Empresário terá direitos políticos suspensos e está proibido de fechar contratos com poder público

Foto: Reprodução

Delator de esquema no transporte em MT fecha acordo para se livrar de condenação
Delator do esquema de fraudes em licitações do transporte intermunicipal em Mato Grosso, o empresário Max Lima fechou um acordo para devolver o dinheiro desviado aos cofres públicos e se livrar de uma condenação por improbidade administrativa. A homologação do acordo foi realizada pelo juiz Bruno D'Oliveira Marques, da Vara Especializada em Ações Coletivas.
 
"Sendo assim, uma vez sopesados os aspectos do acordo apresentado, entendo que o instrumento atende aos requisitos necessários à sua homologação, assim como atuará na rápida concretização do interesse público.
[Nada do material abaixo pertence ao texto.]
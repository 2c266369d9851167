use anyhow::Result;
use chrono::{DateTime, Utc};
use rusqlite::Connection;
use std::path::PathBuf;

mod businesses;
mod error;
mod schema;
mod search;
mod settings;
mod tasks;
mod users;
mod workspaces;

pub use error::QueryError;
pub use schema::SCHEMA_VERSION;

pub struct Database {
    conn: Connection,
}

impl Database {
    /// Open database, creating if needed, running migrations.
    /// The path comes from `KUNDEBOK_DB` when set, otherwise the config dir.
    pub fn open() -> Result<Self> {
        let path = match std::env::var("KUNDEBOK_DB") {
            Ok(p) if !p.is_empty() => PathBuf::from(p),
            _ => Self::default_path()?,
        };
        Self::open_at(path)
    }

    pub fn open_at(path: PathBuf) -> Result<Self> {
        if let Some(parent) = path.parent() {
            std::fs::create_dir_all(parent)?;
        }

        let conn = Connection::open(&path)?;
        conn.execute_batch("PRAGMA foreign_keys = ON;")?;

        let db = Self { conn };
        db.migrate()?;
        Ok(db)
    }

    /// Open in-memory database for testing
    pub fn open_memory() -> Result<Self> {
        let conn = Connection::open_in_memory()?;
        conn.execute_batch("PRAGMA foreign_keys = ON;")?;

        let db = Self { conn };
        db.migrate()?;
        Ok(db)
    }

    pub(crate) fn conn(&self) -> &Connection {
        &self.conn
    }

    fn default_path() -> Result<PathBuf> {
        let config_dir =
            dirs::config_dir().ok_or_else(|| anyhow::anyhow!("Could not find config directory"))?;
        Ok(config_dir.join("kundebok").join("kundebok.db"))
    }

    fn migrate(&self) -> Result<()> {
        let version = self.get_schema_version()?;

        if version == 0 {
            // Run migration in a transaction for atomicity
            self.conn
                .execute_batch(&format!("BEGIN TRANSACTION; {} COMMIT;", schema::SCHEMA_V1))?;
            self.set_schema_version(1)?;
        }

        Ok(())
    }

    fn get_schema_version(&self) -> Result<i32> {
        let result: Result<i32, _> =
            self.conn
                .query_row("SELECT version FROM schema_version LIMIT 1", [], |row| {
                    row.get(0)
                });

        match result {
            Ok(v) => Ok(v),
            Err(rusqlite::Error::QueryReturnedNoRows) => Ok(0),
            Err(rusqlite::Error::SqliteFailure(err, msg)) => {
                // "no such table" is error code 1 (SQLITE_ERROR)
                if err.code == rusqlite::ErrorCode::Unknown
                    && msg.as_ref().is_some_and(|m| m.contains("no such table"))
                {
                    Ok(0)
                } else {
                    Err(rusqlite::Error::SqliteFailure(err, msg).into())
                }
            }
            Err(e) => Err(e.into()),
        }
    }

    fn set_schema_version(&self, version: i32) -> Result<()> {
        self.conn.execute(
            "INSERT OR REPLACE INTO schema_version (id, version) VALUES (1, ?)",
            [version],
        )?;
        Ok(())
    }
}

/// Blank workspace ids never reach the store.
pub(crate) fn require_workspace(workspace_id: &str) -> Result<(), QueryError> {
    if workspace_id.trim().is_empty() {
        return Err(QueryError::WorkspaceRequired);
    }
    Ok(())
}

/// Lenient RFC 3339 parse for stored timestamps.
pub(crate) fn parse_timestamp(s: &str) -> DateTime<Utc> {
    DateTime::parse_from_rfc3339(s)
        .map(|dt| dt.with_timezone(&Utc))
        .unwrap_or_else(|_| Utc::now())
}

#[cfg(test)]
mod tests {
    use super::*;

    #[test]
    fn test_open_memory() {
        let db = Database::open_memory().unwrap();
        assert_eq!(db.get_schema_version().unwrap(), 1);
    }

    #[test]
    fn test_tables_exist() {
        let db = Database::open_memory().unwrap();

        let tables: Vec<String> = db
            .conn
            .prepare("SELECT name FROM sqlite_master WHERE type='table' ORDER BY name")
            .unwrap()
            .query_map([], |row| row.get(0))
            .unwrap()
            .filter_map(|r| r.ok())
            .collect();

        assert!(tables.contains(&"workspaces".to_string()));
        assert!(tables.contains(&"users".to_string()));
        assert!(tables.contains(&"workspace_members".to_string()));
        assert!(tables.contains(&"businesses".to_string()));
        assert!(tables.contains(&"tasks".to_string()));
        assert!(tables.contains(&"task_assignees".to_string()));
        assert!(tables.contains(&"app_settings".to_string()));
    }

    #[test]
    fn test_require_workspace() {
        assert!(require_workspace("ws-1").is_ok());
        assert!(matches!(
            require_workspace(""),
            Err(QueryError::WorkspaceRequired)
        ));
        assert!(matches!(
            require_workspace("   "),
            Err(QueryError::WorkspaceRequired)
        ));
    }
}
Com efeito, in casu, o acordo promove a responsabilização de agente que, em tese, cometeu ato ímprobo, com aplicação imediata de sanção proporcional e suficiente para a repressão e prevenção, assegurando, ao mesmo tempo, o ressarcimento ao erário antes mesmo de alcançada a condenação do referido agente e efetivada a apuração exata do dano ao erário", diz trecho da decisão.
 
Além do ressarcimento aos cofres públicos, o empresário também ficará com os direitos políticos suspenso e sofrerá proibição de não participar de contratos com o Poder Público pelo período de 14 anos.
 
"Anoto ainda que, como é cediço, essas espécies de acordos (Acordo de Colaboração Premiada, de Leniência etc), enquanto tratativas negociais, servem à administração como importante instrumento que torna mais efetiva a tutela da probidade administrativa, pois, além de abreviar o processo de investigação, diminui custos e esforços empregados na verificação do ilícito, possibilitando a efetiva reparação do dano", argumentou ainda o magistrado sobre o acordo de não persecução cível.
 
Participação no esquema

Segundo denúncia do Ministério Público Estadual (MPE) Max atuava no esquema de fraudes de licitações intermediando o pagamento de propina a agentes públicos e aos então deputados estaduais Dilmar Dal Bosco e Pedro Satélite.
 
Os integrantes da organização criminosa agiam para atrapalhar uma nova concessão para o transporte intermunicipal, para que as mesmas empresas continuassem oferecendo o serviço. Chegou a ser elaborado um relatório falso para embasar a manutenção das empresas no contrato.